Published in 2008 by Palgrave Macmillan, Sisters in the Brotherhoods: Working Women Organizing for Equality in New York City received positive reviews.The Oral History Review argued that "By presenting these stories within the context of labor history, Jane LaTour goes far in dispelling misunderstandings of blue-collar women's engagement with the Second Wave Feminist movement", demonstrating that the women themselves were aware of gender politics in the workplace, the historic significance of their employment in their trades, and the need to organize. Writing in The Women's Review of Books, labor scholar Brigid O'Farrell noted LaTour's skills in chronicling "the tensions they faced within the organizations they created: cross-trade groups such as United Tradeswomen (UT); intraunion groups such as Women Electricians (WE); and training programs such as Nontraditional Employment for Women (NEW)". She addressed issues of race, class, and sexual orientation, as well as union corruption and hostility toward reform. O'Farrell commented, "Latour is able to show progress, albeit modest, across the three decades of her study."

=== Backroom Bargaining (2026) ===
LaTour's second book, Backroom Bargaining: Racketeering and Rebellion in New York City's Labor Unions, was published posthumously in March 2026 by University of Illinois Press. Based on oral history interviews, the book focuses on rank-and-file activism within unions and the limits of union reform.

== Honors and awards ==
LaTour was a two-time recipient of the Mary Heaton Vorse Award, the top journalism honor given by the Metro New York Labor Communications Council. In 2005, she won the award for a series of articles she wrote for Public Employee Press on the impact of the Iraq War on members of District Council 37. In 2007, she was recognized for her "Poverty Fighters" series on the growth of poverty in New York City, and the actions of DC 37 members in helping those in need.

In November 2012, LaTour received the John Commerford Labor Education Award from the New York Labor History Association, and was honored alongside Peter Yarrow of Peter, Paul and Mary.

== Personal life ==
In 1966, LaTour gave up her son Richard for adoption, but was later reunited with him. Her first marriage in 1967 ended in divorce.

In 1991, LaTour met and moved in with Russell Smith, whom she married in 2012. Smith was an organizer and staff representative for the Transport Workers Union (TWU) Local 100, working with thousands of members from First Transit and New York Waterway, as well as school bus drivers.

LaTour died of complications of lung cancer at Calvary Hospital in the Bronx, on April 3, 2023, at age 76.

== Selected publications ==

=== Books ===
- Sisters in the Brotherhoods: Working Women Organizing for Equality in New York City. New York: Palgrave Macmillan. 2008.

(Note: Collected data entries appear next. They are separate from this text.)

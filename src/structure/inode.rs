use log::trace;

use crate::consts::{BlockPointer, DirectPointers, BLOCK_SIZE, DIRECT_POINTERS, MAX_FILE_SIZE};
use crate::driver::DeviceDriver;
use crate::io::IO;
use crate::structure::blockmap::BlockMap;
use crate::util::error::{Error, Result};
use crate::util::mode::{ModeBits, ModeBitsHelper};
use crate::util::serializable::{le_u16, le_u32, ByteSerializable, KnownSize};

// block 0 is the metadata block, so it never shows up as a data pointer
pub(crate) const NULL_POINTER: BlockPointer = 0;

#[derive(Debug, Clone, Copy, PartialEq, Eq)]
pub struct Inode {
    pub(crate) refs: u16,
    pub(crate) mode: ModeBits,
    pub(crate) size: u64,
    pub(crate) pointers: DirectPointers,
}

impl Default for Inode {
    fn default() -> Self {
        Inode::empty()
    }
}

impl Inode {
    pub fn empty() -> Inode {
        Inode { refs: 0, mode: 0, size: 0, pointers: [NULL_POINTER; DIRECT_POINTERS] }
    }

    pub fn is_free(&self) -> bool {
        self.refs == 0
    }

    pub fn is_directory(&self) -> bool {
        self.mode.is_directory()
    }

    pub fn get_size(&self) -> u64 {
        self.size
    }

    pub fn get_mode(&self) -> ModeBits {
        self.mode
    }

    pub fn get_refs(&self) -> u16 {
        self.refs
    }

    pub fn used_pointers(&self) -> usize {
        self.pointers.iter().filter(|pointer| **pointer != NULL_POINTER).count()
    }

    pub fn map_block(&self, logical_index: usize) -> Option<BlockPointer> {
        match self.pointers.get(logical_index) {
            Some(&pointer) if pointer != NULL_POINTER => Some(pointer),
            _ => None,
        }
    }

    pub(crate) fn set_pointer(&mut self, logical_index: usize, pointer: BlockPointer) {
        self.pointers[logical_index] = pointer;
    }

    /// Allocates every missing block below the new size. Blocks obtained before
    /// a `NoSpace` stay attached to the inode; the size only changes on success.
    /// A smaller `new_size` leaves the inode untouched.
    pub fn grow<A: DeviceDriver>(&mut self, io: &mut IO<A>, block_map: &BlockMap, new_size: u64) -> Result<()> {
        if new_size > MAX_FILE_SIZE {
            return Err(Error::FileTooLarge);
        }
        if new_size <= self.size {
            return Ok(());
        }

        for i in 0..Inode::blocks_for(new_size) {
            if self.pointers[i] == NULL_POINTER {
                self.pointers[i] = block_map.allocate(io)?;
            }
        }

        self.clear_tail(io, new_size);
        trace!("grow {} -> {} bytes, blocks {:?}", self.size, new_size, self.pointers);
        self.size = new_size;
        Ok(())
    }

    pub fn shrink<A: DeviceDriver>(&mut self, io: &mut IO<A>, block_map: &BlockMap, new_size: u64) {
        for i in Inode::blocks_for(new_size)..DIRECT_POINTERS {
            if self.pointers[i] != NULL_POINTER {
                block_map.release(io, self.pointers[i]);
                self.pointers[i] = NULL_POINTER;
            }
        }
        trace!("shrink {} -> {} bytes, blocks {:?}", self.size, new_size, self.pointers);
        self.size = new_size;
    }

    pub fn release_blocks<A: DeviceDriver>(&mut self, io: &mut IO<A>, block_map: &BlockMap) {
        self.shrink(io, block_map, 0);
    }

    // zero whatever a previous shrink left behind in the old last block
    fn clear_tail<A: DeviceDriver>(&self, io: &mut IO<A>, new_size: u64) {
        let offset = (self.size % BLOCK_SIZE as u64) as usize;
        if offset == 0 {
            return;
        }
        let logical_index = (self.size / BLOCK_SIZE as u64) as usize;
        if let Some(pointer) = self.map_block(logical_index) {
            let block_start = logical_index as u64 * BLOCK_SIZE as u64;
            let limit = (new_size - block_start).min(BLOCK_SIZE as u64) as usize;
            io.block_mut(pointer)[offset..limit].fill(0);
        }
    }

    #[inline]
    pub(crate) fn blocks_for(size: u64) -> usize {
        ((size + BLOCK_SIZE as u64 - 1) / BLOCK_SIZE as u64) as usize
    }
}

impl KnownSize for Inode {
    fn size_on_disk() -> usize {
        2 + 2 + 4 + DIRECT_POINTERS
    }
}

impl ByteSerializable for Inode {
    fn to_bytes(&self) -> Vec<u8> {
        let mut bytes = Vec::<u8>::with_capacity(Inode::size_on_disk());
        bytes.extend_from_slice(&self.refs.to_le_bytes());
        bytes.extend_from_slice(&(self.mode as u16).to_le_bytes());
        bytes.extend_from_slice(&(self.size as u32).to_le_bytes());
        for pointer in self.pointers {
            bytes.push(pointer as u8);
        }
        bytes
    }

    fn from_bytes(bytes: &[u8]) -> Self {
        let refs = le_u16(bytes, 0);
        let mode = le_u16(bytes, 2) as ModeBits;
        let size = le_u32(bytes, 4) as u64;
        let mut pointers = [NULL_POINTER; DIRECT_POINTERS];
        for (i, pointer) in pointers.iter_mut().enumerate() {
            *pointer = bytes[8 + i] as BlockPointer;
        }
        Inode { refs, mode, size, pointers }
    }
}
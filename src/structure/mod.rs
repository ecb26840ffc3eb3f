use std::io;

use log::info;

use crate::consts::{BlockPointer, InodePointer, BLOCK_COUNT, BLOCK_SIZE, MAX_INODES, ROOT_INODE};
use crate::driver::DeviceDriver;
use crate::io::IO;
use crate::structure::blockmap::BlockMap;
use crate::structure::inode::Inode;
use crate::structure::inode_table::InodeTable;
use crate::util::error::Result;
use crate::util::mode::{ModeBits, IS_DIR_MASK};

pub mod blockmap;
pub mod inode;
pub mod inode_table;

const ROOT_MODE: ModeBits = IS_DIR_MASK | 0o755;

/// The filesystem context: the image plus the allocators living inside it.
pub struct Structure<A: DeviceDriver> {
    pub(crate) io: IO<A>,
    pub(crate) block_map: BlockMap,
    pub(crate) inode_table: InodeTable,
}

impl<A: DeviceDriver> Structure<A> {
    /// Loads the image, formatting it first when block 0 carries no bitmap,
    /// and makes sure the root directory exists.
    pub fn open(device: A) -> io::Result<Structure<A>> {
        let mut io = IO::new(device)?;
        let block_map = BlockMap::new();

        if !block_map.is_formatted(&io) {
            info!("formatting empty image ({} blocks of {} bytes)", BLOCK_COUNT, BLOCK_SIZE);
            block_map.format(&mut io);
        }

        let inode_table = InodeTable::read(&io);
        let mut structure = Structure { io, block_map, inode_table };
        structure.init_root().map_err(|e| io::Error::new(io::ErrorKind::Other, e))?;
        Ok(structure)
    }

    fn init_root(&mut self) -> Result<()> {
        if !self.read_inode(ROOT_INODE)?.is_free() {
            return Ok(());
        }

        info!("creating root directory");
        let mut root = Inode { refs: 1, mode: ROOT_MODE, ..Inode::empty() };
        root.set_pointer(0, self.block_map.allocate(&mut self.io)?);
        self.write_inode(ROOT_INODE, root)
    }

    pub fn get_block_size(&self) -> usize {
        BLOCK_SIZE
    }

    pub fn read_inode(&self, inum: InodePointer) -> Result<Inode> {
        self.inode_table.get(inum)
    }

    pub fn write_inode(&mut self, inum: InodePointer, inode: Inode) -> Result<()> {
        self.inode_table.write_inode(&mut self.io, inum, inode)
    }

    pub fn create_inode(&mut self, mode: ModeBits) -> Result<InodePointer> {
        let inum = self.inode_table.allocate(&mut self.io)?;
        let inode = Inode { mode, ..self.read_inode(inum)? };
        self.write_inode(inum, inode)?;
        Ok(inum)
    }

    pub fn free_inode(&mut self, inum: InodePointer) -> Result<()> {
        self.inode_table.free(&mut self.io, &self.block_map, inum)
    }

    /// Grows the inode and records whatever blocks were obtained, even when
    /// the growth itself fails half way.
    pub fn grow_inode(&mut self, inum: InodePointer, new_size: u64) -> Result<()> {
        let mut inode = self.read_inode(inum)?;
        let result = inode.grow(&mut self.io, &self.block_map, new_size);
        self.write_inode(inum, inode)?;
        result
    }

    pub fn shrink_inode(&mut self, inum: InodePointer, new_size: u64) -> Result<()> {
        let mut inode = self.read_inode(inum)?;
        inode.shrink(&mut self.io, &self.block_map, new_size);
        self.write_inode(inum, inode)
    }

    pub fn allocate_block(&mut self) -> Result<BlockPointer> {
        self.block_map.allocate(&mut self.io)
    }

    pub fn free_block_count(&self) -> u64 {
        self.block_map.free_count(&self.io)
    }

    pub fn free_inode_count(&self) -> u64 {
        self.inode_table.free_count()
    }

    pub fn get_inode_count(&self) -> u64 {
        MAX_INODES as u64
    }

    pub fn flush(&mut self) -> io::Result<()> {
        self.io.flush()
    }

    pub fn close(self) -> io::Result<A> {
        self.io.close()
    }
}

#[cfg(test)]
mod tests {
    use crate::consts::{BLOCK_COUNT, BLOCK_SIZE, IMAGE_SIZE, ROOT_INODE};
    use crate::driver::memory_drive::MemoryDrive;
    use crate::driver::DeviceDriver;
    use crate::util::error::Error;
    use crate::util::mode::ModeBitsHelper;

    #[test]
    fn open_formats_and_creates_root() {
        let structure = super::Structure::open(MemoryDrive::new(IMAGE_SIZE, 512)).unwrap();
        let root = structure.read_inode(ROOT_INODE).unwrap();
        assert_eq!(root.refs, 1);
        assert!(root.mode.is_directory());
        assert_eq!(root.size, 0);
        assert_eq!(root.map_block(0), Some(1));
        assert!(structure.block_map.is_used(&structure.io, 0));
        assert_eq!(structure.free_block_count(), BLOCK_COUNT as u64 - 2);
    }

    #[test]
    fn reopen_keeps_root() {
        let structure = super::Structure::open(MemoryDrive::new(IMAGE_SIZE, 512)).unwrap();
        let device = structure.close().unwrap();
        let structure = super::Structure::open(device).unwrap();
        assert_eq!(structure.read_inode(ROOT_INODE).unwrap().map_block(0), Some(1));
        assert_eq!(structure.free_block_count(), BLOCK_COUNT as u64 - 2);
    }

    #[test]
    fn open_image_without_inode_records() {
        // bitmap present, inode region empty
        let mut device = MemoryDrive::new(IMAGE_SIZE, BLOCK_SIZE);
        let mut block0 = vec![0u8; BLOCK_SIZE];
        block0[0] = 0b11;
        device.write_sector(0, &block0).unwrap();

        let structure = super::Structure::open(device).unwrap();
        assert_eq!(structure.read_inode(ROOT_INODE).unwrap().map_block(0), Some(2));
    }

    #[test]
    fn grow_inode_records_partial_allocation() {
        let mut structure = super::Structure::open(MemoryDrive::new(IMAGE_SIZE, 512)).unwrap();
        let inum = structure.create_inode(0o100644).unwrap();
        while structure.free_block_count() > 1 {
            structure.allocate_block().unwrap();
        }

        assert_eq!(structure.grow_inode(inum, 2 * BLOCK_SIZE as u64), Err(Error::NoSpace));
        let inode = structure.read_inode(inum).unwrap();
        assert_eq!(inode.used_pointers(), 1);
        assert_eq!(inode.size, 0);
        assert_eq!(inode.mode, 0o100644);
    }
}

- Backroom Bargaining: Racketeering and Rebellion in New York City's Labor Unions. Champaign: University of Illinois Press. 2026.

=== Articles ===
- "Putting Labor on the Map: The New York State Project". Labor's Heritage 10 (3). Spring/Summer 1999.
- "Live! From New York: Women Construction Workers in Their Own Words". Labor History 42 (2). May 2001.
- "Looking for a Fire Department That Looks Like New York". Gotham Gazette. December 3, 2001.
- "The Uncompensated Costs of Electricity". WorkingUSA 5 (4). Spring 2002.
- "In Their Own Words: Insurgents and the Limits of Reform in Organized Labor". WorkingUSA 16 (2). June 2013.